Hello Ben Clark and the ARM Community:
I've run into an interesting performance issue with ARMNN (running it on Raspberry Pi 4). I am using mobilenet_v1 (alpha depth 0.75) 128 x 128 image classification model. I am using the latest ARMNN library 21.05 cross-compiled for Raspberry Pi, and I am using backends{ "CpuAcc", "CpuRef" }.
I am running a cycle of inferences on a canned image file. In the initialization routine of my application, I initialize the ARMNN framework, allocate output tensors and save a pointer to the ARMNN runtime (armnn::IRuntime* runtime). Then in the inference function, called in a loop, I am retrieving the saved pointer to the runtime and run the inference.
It works fine, but... To my surprise, the very first cycle of inference works significantly faster than the subsequent iterated cycles! With my model, the very first inference takes ~ 77 ms while the subsequent inferences take ~ 125 ms, almost twice as long!
Any idea why?
And the second interesting issue with ARMNN performance: It works significantly slower than inference using TensorFlow Lite inference library. Even very first cycle of inference with ARMNN is almost 2 times slower than using TensorFlow Lite inference library. I didn't expect that...
Hi Ben,
Thanks for your response. You are certainly right about the upsides and downsides of multi-threading, generally speaking. But Arm NN inference engine could set the highest priority to its computing threads -- at least, that's what I would expect. If Arm NN were to be used in [near-] real-time or otherwise time-critical applications, would it not make sense?

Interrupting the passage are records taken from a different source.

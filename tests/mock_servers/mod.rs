//! Mock servers for integration testing
//!
//! The mock school backend serves the REST API the portal consumes, so the
//! HTTP client and the page handlers can be exercised end to end.

pub mod school;

pub use school::MockSchoolBackend;
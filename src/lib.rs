//! School Portal
//!
//! Server-rendered public website and staff/student dashboard for a school
//! management system.
//!
//! This library provides:
//! - Static site navigation and role-filtered dashboard menus
//! - Weekly class routine rendering (student and teacher views)
//! - A website settings editor with image uploads
//! - A typed client for the school REST backend
//! - axum handlers rendering Dioxus components to HTML (Pico CSS)

pub mod api;
pub mod backend;
pub mod config;
pub mod flash;
pub mod loader;
pub mod menu;
pub mod nav;
pub mod notify;
pub mod routine;
pub mod session;
pub mod settings;
pub mod timer;
pub mod ui;
//! Student view of the class routine.

use dioxus::prelude::*;

use crate::loader::StudentRoutineView;
use crate::menu::Role;
use crate::notify::Notice;
use crate::routine::WeekTable;
use crate::settings::WebsiteSettings;
use crate::ui::components::{DashboardShell, RoutineTable};

#[component]
pub fn StudentRoutinePage(
    site: WebsiteSettings,
    role: Option<Role>,
    view: StudentRoutineView,
) -> Element {
    let notice = match &view {
        StudentRoutineView::Unavailable { notice } => Some(notice.clone()),
        StudentRoutineView::NotEnrolled => Some(Notice::info(
            "You are not enrolled in a class yet. Please contact the school office.",
        )),
        _ => None,
    };

    rsx! {
        DashboardShell {
            title: "Class Routine".to_string(),
            current_path: "/dashboard/routine".to_string(),
            role: role,
            site: site,
            notice: notice,

            {student_body(&view)}
        }
    }
}

fn student_body(view: &StudentRoutineView) -> Element {
    match view {
        StudentRoutineView::Ready { routine, .. } => {
            let title = routine.title();
            let year = routine.academic_year.clone();
            let table = WeekTable::build(routine, None);
            rsx! {
                hgroup {
                    h2 { "{title}" }
                    p { "Academic year {year}" }
                }
                RoutineTable { table: table }
            }
        }
        StudentRoutineView::NotPublished { class } => {
            let name = class.class.class_name.clone();
            rsx! {
                article { "No routine has been published for {name} yet." }
            }
        }
        StudentRoutineView::NotEnrolled => rsx! {
            article { "Your routine will appear here once you are assigned to a class." }
        },
        StudentRoutineView::Unavailable { .. } => rsx! {
            article { "The routine is not available right now. Reload the page to try again." }
        },
    }
}
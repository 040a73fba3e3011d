//! Website settings editor.

use dioxus::prelude::*;

use crate::menu::Role;
use crate::notify::Notice;
use crate::settings::{ImageField, SettingsForm, WebsiteSettings};
use crate::ui::components::{DashboardShell, ImageInput, TextAreaInput, TextInput};

/// Rejects oversized files as soon as they are picked: the input is
/// cleared and an error toast is shown, so nothing is uploaded.
const SETTINGS_SCRIPT: &str = r#"
(function () {
    const box = document.getElementById('settings-toasts');
    function showError(message) {
        if (!box) return;
        const el = document.createElement('div');
        el.className = 'toast toast-error';
        el.setAttribute('role', 'alert');
        el.textContent = message;
        box.replaceChildren(el);
    }
    document.querySelectorAll('input[type=file][data-max-bytes]').forEach(input => {
        input.addEventListener('change', () => {
            const max = Number(input.dataset.maxBytes);
            const file = input.files && input.files[0];
            if (file && file.size > max) {
                input.value = '';
                showError(file.name + ' is too large. Maximum size is 5MB.');
            }
        });
    });
})();
"#;

#[component]
pub fn SettingsPage(
    site: WebsiteSettings,
    role: Option<Role>,
    form: Option<SettingsForm>,
    notice: Option<Notice>,
) -> Element {
    rsx! {
        DashboardShell {
            title: "Website Settings".to_string(),
            current_path: "/dashboard/settings".to_string(),
            role: role,
            site: site,
            notice: notice,
            scripts: Some(SETTINGS_SCRIPT.to_string()),

            div { id: "settings-toasts" }
            if let Some(form) = form {
                {settings_form(&form)}
            } else {
                article { "Settings are not available right now. Reload the page to try again." }
            }
        }
    }
}

fn settings_form(form: &SettingsForm) -> Element {
    let v = form.values.clone();
    let year = v.established_year.map(|y| y.to_string()).unwrap_or_default();

    rsx! {
        form {
            method: "post",
            action: "/dashboard/settings",
            enctype: "multipart/form-data",

            fieldset {
                legend { strong { "School" } }
                TextInput { label: "School name", name: "schoolName", value: v.school_name.clone(), required: true }
                TextInput { label: "Tagline", name: "tagline", value: v.tagline.clone() }
                TextInput { label: "Established year", name: "establishedYear", value: year, input_type: "number" }
                TextAreaInput { label: "About", name: "aboutText", value: v.about_text.clone() }
            }
            fieldset {
                legend { strong { "Contact" } }
                TextInput { label: "Address", name: "address", value: v.address.clone() }
                TextInput { label: "Phone", name: "phone", value: v.phone.clone(), input_type: "tel" }
                TextInput { label: "Email", name: "email", value: v.email.clone(), input_type: "email" }
            }
            fieldset {
                legend { strong { "Principal" } }
                TextInput { label: "Principal name", name: "principalName", value: v.principal_name.clone() }
                TextAreaInput { label: "Principal's message", name: "principalMessage", value: v.principal_message.clone() }
            }
            fieldset {
                legend { strong { "Images" } }
                small { "PNG, JPEG or WebP, up to 5MB each." }
                for field in ImageField::ALL {
                    ImageInput {
                        field: field,
                        preview: form.previews.image(field).map(str::to_string),
                    }
                }
            }
            button { r#type: "submit", "Save settings" }
        }
    }
}
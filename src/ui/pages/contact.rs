use dioxus::prelude::*;

use crate::settings::WebsiteSettings;
use crate::ui::components::{ContentShell, Layout};

#[component]
pub fn ContactPage(site: WebsiteSettings) -> Element {
    let address = site.address.clone();
    let phone = site.phone.clone();
    let email = site.email.clone();
    let has_details = !(address.is_empty() && phone.is_empty() && email.is_empty());

    rsx! {
        Layout {
            title: "Contact".to_string(),
            current_path: "/contact".to_string(),
            site: site.clone(),

            ContentShell {
                skeleton_lines: 3,
                h1 { "Contact" }
                article {
                    if !has_details {
                        p { "Contact details will be published soon." }
                    }
                    if !address.is_empty() {
                        p { strong { "Address: " } "{address}" }
                    }
                    if !phone.is_empty() {
                        p { strong { "Phone: " } a { href: "tel:{phone}", "{phone}" } }
                    }
                    if !email.is_empty() {
                        p { strong { "Email: " } a { href: "mailto:{email}", "{email}" } }
                    }
                    p { small { "Office hours: Saturday to Thursday, 8:00 to 16:00." } }
                }
            }
        }
    }
}
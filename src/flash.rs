//! One-shot notices carried across a redirect.
//!
//! A notice is stored per user, read once by the next page render, and
//! dropped automatically when nobody picks it up within the ttl.

use std::collections::HashMap;
use std::sync::{Arc, Mutex, MutexGuard};
use std::time::Duration;

use crate::notify::Notice;
use crate::timer::DismissTimer;

struct Entry {
    notice: Notice,
    generation: u64,
    _expiry: DismissTimer,
}

#[derive(Default)]
struct Inner {
    entries: HashMap<String, Entry>,
    next_generation: u64,
}

#[derive(Clone)]
pub struct FlashStore {
    inner: Arc<Mutex<Inner>>,
    ttl: Duration,
}

impl FlashStore {
    pub fn new(ttl: Duration) -> Self {
        Self {
            inner: Arc::new(Mutex::new(Inner::default())),
            ttl,
        }
    }

    fn lock(inner: &Mutex<Inner>) -> MutexGuard<'_, Inner> {
        // The map stays consistent even if a holder panicked.
        inner.lock().unwrap_or_else(|poisoned| poisoned.into_inner())
    }

    /// Store a notice for `key`, replacing (and cancelling the expiry of)
    /// any notice already waiting.
    pub fn push(&self, key: &str, notice: Notice) {
        let mut guard = Self::lock(&self.inner);
        let generation = guard.next_generation;
        guard.next_generation += 1;

        let mut expiry = DismissTimer::idle();
        let weak = Arc::downgrade(&self.inner);
        let owner = key.to_string();
        expiry.arm(self.ttl, move || async move {
            let Some(inner) = weak.upgrade() else {
                return;
            };
            let mut guard = Self::lock(&inner);
            if guard
                .entries
                .get(&owner)
                .is_some_and(|e| e.generation == generation)
            {
                tracing::debug!("Flash notice for {} expired", owner);
                guard.entries.remove(&owner);
            }
        });

        guard.entries.insert(
            key.to_string(),
            Entry {
                notice,
                generation,
                _expiry: expiry,
            },
        );
    }

    /// Remove and return the waiting notice, if any.
    pub fn take(&self, key: &str) -> Option<Notice> {
        let entry = Self::lock(&self.inner).entries.remove(key);
        entry.map(|e| e.notice)
    }

    pub fn len(&self) -> usize {
        Self::lock(&self.inner).entries.len()
    }

    pub fn is_empty(&self) -> bool {
        self.len() == 0
    }
}
//! Build script to inject version and git SHA at compile time.
//!
//! Environment variables (set by CI or fall back to defaults):
//! - PORTAL_VERSION: Version string (defaults to CARGO_PKG_VERSION)
//! - PORTAL_GIT_SHA: Git commit SHA (defaults to "unknown" or git rev-parse)

use std::process::Command;

fn main() {
    let version = std::env::var("PORTAL_VERSION").unwrap_or_else(|_| {
        std::env::var("CARGO_PKG_VERSION").unwrap_or_else(|_| "unknown".into())
    });
    println!("cargo:rustc-env=PORTAL_VERSION={}", version);

    // Git SHA: prefer PORTAL_GIT_SHA, then GITHUB_SHA, then try git command
    let git_sha = std::env::var("PORTAL_GIT_SHA")
        .or_else(|_| {
            std::env::var("GITHUB_SHA").map(|s| s.chars().take(7).collect::<String>())
        })
        .unwrap_or_else(|_| get_git_sha());
    println!("cargo:rustc-env=PORTAL_GIT_SHA={}", git_sha);

    println!("cargo:rerun-if-env-changed=PORTAL_VERSION");
    println!("cargo:rerun-if-env-changed=PORTAL_GIT_SHA");
    println!("cargo:rerun-if-env-changed=GITHUB_SHA");
}

fn get_git_sha() -> String {
    Command::new("git")
        .args(["rev-parse", "--short", "HEAD"])
        .output()
        .ok()
        .and_then(|o| {
            if o.status.success() {
                String::from_utf8(o.stdout)
                    .ok()
                    .map(|s| s.trim().to_string())
            } else {
                None
            }
        })
        .unwrap_or_else(|| "unknown".into())
}
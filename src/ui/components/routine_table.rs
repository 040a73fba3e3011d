//! Weekly routine table: seven rows, Saturday first.

use dioxus::prelude::*;

use crate::routine::{DayRow, DaySlot, PeriodCard, WeekTable, NO_CLASSES_LABEL};

#[component]
pub fn RoutineTable(table: WeekTable) -> Element {
    rsx! {
        figure {
            table { class: "routine-table",
                thead {
                    tr {
                        th { scope: "col", "Day" }
                        th { scope: "col", "Periods" }
                    }
                }
                tbody {
                    for row in table.rows.iter() {
                        {day_row(row)}
                    }
                }
            }
        }
    }
}

fn day_row(row: &DayRow) -> Element {
    let day = row.day.as_str();
    rsx! {
        tr { key: "{day}", "data-day": "{day}",
            th { scope: "row", "{day}" }
            {day_cell(&row.slot)}
        }
    }
}

fn day_cell(slot: &DaySlot) -> Element {
    match slot {
        DaySlot::NoClasses => rsx! {
            td { class: "no-classes", "{NO_CLASSES_LABEL}" }
        },
        DaySlot::Periods(cards) => rsx! {
            td {
                div { class: "routine-periods",
                    for card in cards.iter() {
                        {period_card(card)}
                    }
                }
            }
        },
    }
}

fn period_card(card: &PeriodCard) -> Element {
    let class = if card.highlighted {
        "period-card highlight"
    } else {
        "period-card"
    };
    let number = card.period_number;
    let time = card.time_range.as_str();
    let subject = card.subject.as_str();
    let teacher = card.teacher.as_str();

    rsx! {
        div { class: "{class}",
            small { "Period {number} · {time}" }
            br {}
            strong { "{subject}" }
            br {}
            span { "{teacher}" }
            if let Some(room) = card.room.as_deref() {
                br {}
                small { class: "room", "Room {room}" }
            }
        }
    }
}
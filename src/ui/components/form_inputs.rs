//! Labelled form controls for the settings editor.

use dioxus::prelude::*;

use crate::settings::{ImageField, MAX_IMAGE_BYTES};

/// A labelled single-line input.
#[component]
pub fn TextInput(
    label: &'static str,
    name: &'static str,
    value: String,
    #[props(default = "text")] input_type: &'static str,
    #[props(default)] required: bool,
) -> Element {
    rsx! {
        label {
            "{label}"
            input {
                r#type: input_type,
                name: name,
                value: "{value}",
                required: required,
            }
        }
    }
}

/// A labelled multi-line input.
#[component]
pub fn TextAreaInput(label: &'static str, name: &'static str, value: String) -> Element {
    rsx! {
        label {
            "{label}"
            textarea { name: name, rows: "4", "{value}" }
        }
    }
}

/// Image picker with the current image as preview.
#[component]
pub fn ImageInput(field: ImageField, preview: Option<String>) -> Element {
    let label = field.label();
    let name = field.form_name();

    rsx! {
        label {
            "{label}"
            if let Some(src) = preview {
                img { class: "image-preview", src: "{src}", alt: "Current {label}" }
            } else {
                small { " (none uploaded)" }
            }
            input {
                r#type: "file",
                name: name,
                accept: "image/*",
                "data-max-bytes": "{MAX_IMAGE_BYTES}",
            }
        }
    }
}
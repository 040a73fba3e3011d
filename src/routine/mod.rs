//! Weekly class routine: wire model and the 7-row table built from it.
//!
//! The academic week starts on Saturday. Day names coming from the backend
//! are matched against [`Weekday::as_str`] exactly, without any case or
//! whitespace normalization.

use serde::{Deserialize, Serialize};

/// Placeholder shown for a day without periods.
pub const NO_CLASSES_LABEL: &str = "No classes";
pub const SUBJECT_FALLBACK: &str = "Subject TBA";
pub const TEACHER_FALLBACK: &str = "Teacher TBA";

/// Days of the academic week, in display order.
#[derive(Clone, Copy, Debug, PartialEq, Eq, Hash)]
pub enum Weekday {
    Saturday,
    Sunday,
    Monday,
    Tuesday,
    Wednesday,
    Thursday,
    Friday,
}

impl Weekday {
    /// Canonical week order (Saturday first).
    pub const WEEK: [Weekday; 7] = [
        Weekday::Saturday,
        Weekday::Sunday,
        Weekday::Monday,
        Weekday::Tuesday,
        Weekday::Wednesday,
        Weekday::Thursday,
        Weekday::Friday,
    ];

    pub fn as_str(&self) -> &'static str {
        match self {
            Weekday::Saturday => "Saturday",
            Weekday::Sunday => "Sunday",
            Weekday::Monday => "Monday",
            Weekday::Tuesday => "Tuesday",
            Weekday::Wednesday => "Wednesday",
            Weekday::Thursday => "Thursday",
            Weekday::Friday => "Friday",
        }
    }
}

// =============================================================================
// Wire types
// =============================================================================

#[derive(Clone, Debug, Default, Serialize, Deserialize, PartialEq)]
#[serde(rename_all = "camelCase")]
pub struct ClassRef {
    #[serde(default, alias = "_id", skip_serializing_if = "Option::is_none")]
    pub id: Option<String>,
    pub class_name: String,
    #[serde(default)]
    pub section: String,
}

#[derive(Clone, Debug, Default, Serialize, Deserialize, PartialEq)]
pub struct SubjectRef {
    pub name: String,
}

#[derive(Clone, Debug, Default, Serialize, Deserialize, PartialEq)]
pub struct TeacherRef {
    #[serde(alias = "_id")]
    pub id: String,
    pub name: String,
}

#[derive(Clone, Debug, Default, Serialize, Deserialize, PartialEq)]
#[serde(rename_all = "camelCase")]
pub struct Period {
    #[serde(default, alias = "_id", skip_serializing_if = "Option::is_none")]
    pub id: Option<String>,
    pub period_number: u32,
    pub start_time: String,
    pub end_time: String,
    #[serde(default)]
    pub subject: Option<SubjectRef>,
    #[serde(default)]
    pub teacher: Option<TeacherRef>,
    #[serde(default)]
    pub room: Option<String>,
}

#[derive(Clone, Debug, Default, Serialize, Deserialize, PartialEq)]
pub struct DaySchedule {
    pub day: String,
    #[serde(default)]
    pub periods: Vec<Period>,
}

#[derive(Clone, Debug, Default, Serialize, Deserialize, PartialEq)]
#[serde(rename_all = "camelCase")]
pub struct RoutineSchedule {
    #[serde(default, alias = "_id", skip_serializing_if = "Option::is_none")]
    pub id: Option<String>,
    pub class: ClassRef,
    #[serde(default)]
    pub academic_year: String,
    #[serde(default)]
    pub schedule: Vec<DaySchedule>,
}

impl RoutineSchedule {
    /// First schedule entry whose name is exactly `day`.
    pub fn day(&self, day: Weekday) -> Option<&DaySchedule> {
        self.schedule.iter().find(|d| d.day == day.as_str())
    }

    /// "Class 8 - A" style title; the section is dropped when blank.
    pub fn title(&self) -> String {
        let section = self.class.section.trim();
        if section.is_empty() {
            self.class.class_name.clone()
        } else {
            format!("{} - {}", self.class.class_name, section)
        }
    }
}

// =============================================================================
// Table view model
// =============================================================================

/// One rendered period.
#[derive(Clone, Debug, PartialEq)]
pub struct PeriodCard {
    pub period_number: u32,
    pub time_range: String,
    pub subject: String,
    pub teacher: String,
    /// `None` means the room line is left out entirely.
    pub room: Option<String>,
    pub highlighted: bool,
}

impl PeriodCard {
    fn from_period(period: &Period, highlight_teacher_id: Option<&str>) -> Self {
        let highlighted = match (highlight_teacher_id, &period.teacher) {
            (Some(wanted), Some(teacher)) => !wanted.is_empty() && teacher.id == wanted,
            _ => false,
        };

        Self {
            period_number: period.period_number,
            time_range: format!("{}–{}", period.start_time, period.end_time),
            subject: period
                .subject
                .as_ref()
                .map(|s| s.name.clone())
                .unwrap_or_else(|| SUBJECT_FALLBACK.to_string()),
            teacher: period
                .teacher
                .as_ref()
                .map(|t| t.name.clone())
                .unwrap_or_else(|| TEACHER_FALLBACK.to_string()),
            room: period
                .room
                .as_ref()
                .map(|r| r.trim())
                .filter(|r| !r.is_empty())
                .map(str::to_string),
            highlighted,
        }
    }
}

#[derive(Clone, Debug, PartialEq)]
pub enum DaySlot {
    NoClasses,
    Periods(Vec<PeriodCard>),
}

#[derive(Clone, Debug, PartialEq)]
pub struct DayRow {
    pub day: Weekday,
    pub slot: DaySlot,
}

/// Seven rows, Saturday through Friday.
#[derive(Clone, Debug, PartialEq)]
pub struct WeekTable {
    pub rows: Vec<DayRow>,
}

impl WeekTable {
    /// Lay out `routine` as a week. Periods keep the order the backend sent.
    pub fn build(routine: &RoutineSchedule, highlight_teacher_id: Option<&str>) -> Self {
        let rows = Weekday::WEEK
            .iter()
            .map(|&day| {
                let slot = match routine.day(day) {
                    Some(d) if !d.periods.is_empty() => DaySlot::Periods(
                        d.periods
                            .iter()
                            .map(|p| PeriodCard::from_period(p, highlight_teacher_id))
                            .collect(),
                    ),
                    _ => DaySlot::NoClasses,
                };
                DayRow { day, slot }
            })
            .collect();

        Self { rows }
    }

    pub fn row(&self, day: Weekday) -> Option<&DayRow> {
        self.rows.iter().find(|r| r.day == day)
    }

    pub fn highlighted_count(&self) -> usize {
        self.rows
            .iter()
            .map(|r| match &r.slot {
                DaySlot::Periods(cards) => cards.iter().filter(|c| c.highlighted).count(),
                DaySlot::NoClasses => 0,
            })
            .sum()
    }
}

But also... I believe TensorFlow Lite inference engine is single-threaded, and yet, it performs so much faster, at least on the mobilenet-based models I've tried so far.
I think I have a lead!
Raspberry Pi 4 has an 64-bit A72 CPU, but from a quick search, default OSes seem to be 32-bit and only detect Armv7 architecture, not Armv8.
ArmNN team tell me the Arm Compute Library is highly optimised for aarch64, but not so much for aarch32 and definitely not for Armv7.
For Armv7, it is not a surprise that some workloads TF Lite will be faster. They are still surprised that second inference is slower than first. It should be the other way around - much more so on GPU, but first should be a little slower on CPU as well.
So first recommendation: check your OS, and probably upgrade it. Ubuntu (19.04+) and Debian have 64-bit Raspberry Pi 4 compatible versions. Then target aarch64, that should give a significant improvement. Is that possible?
Thanks once again for your quick response.
I am very well aware of the OS that runs in Raspberry Pi -- yes, it is armv7, as I myself had mentioned to you in my previous messages. And no, at this point I am not interested in experimenting with aarch64 OS on Raspberry Pi.
My current goal is to evaluate performance of the ARM Compute Library, and by extension the ARM NN inference engine, in 32-bit hardware platforms, both Linux-based and, even more importantly for me, bare-metal. I've been quite disappointed so far, as you can tell. I am surprised that ARM NN team seems to have overlooked the importance of performance optimization for the 32-bit architectures.
Hi,
Arm v7 is >10 years old now (Arm v9 is out!), so the Arm NN team need to focus their resources on more recent technologies. Yes, it's a shame that they're not getting to it, but they can't do everything.
Cheers,
Ben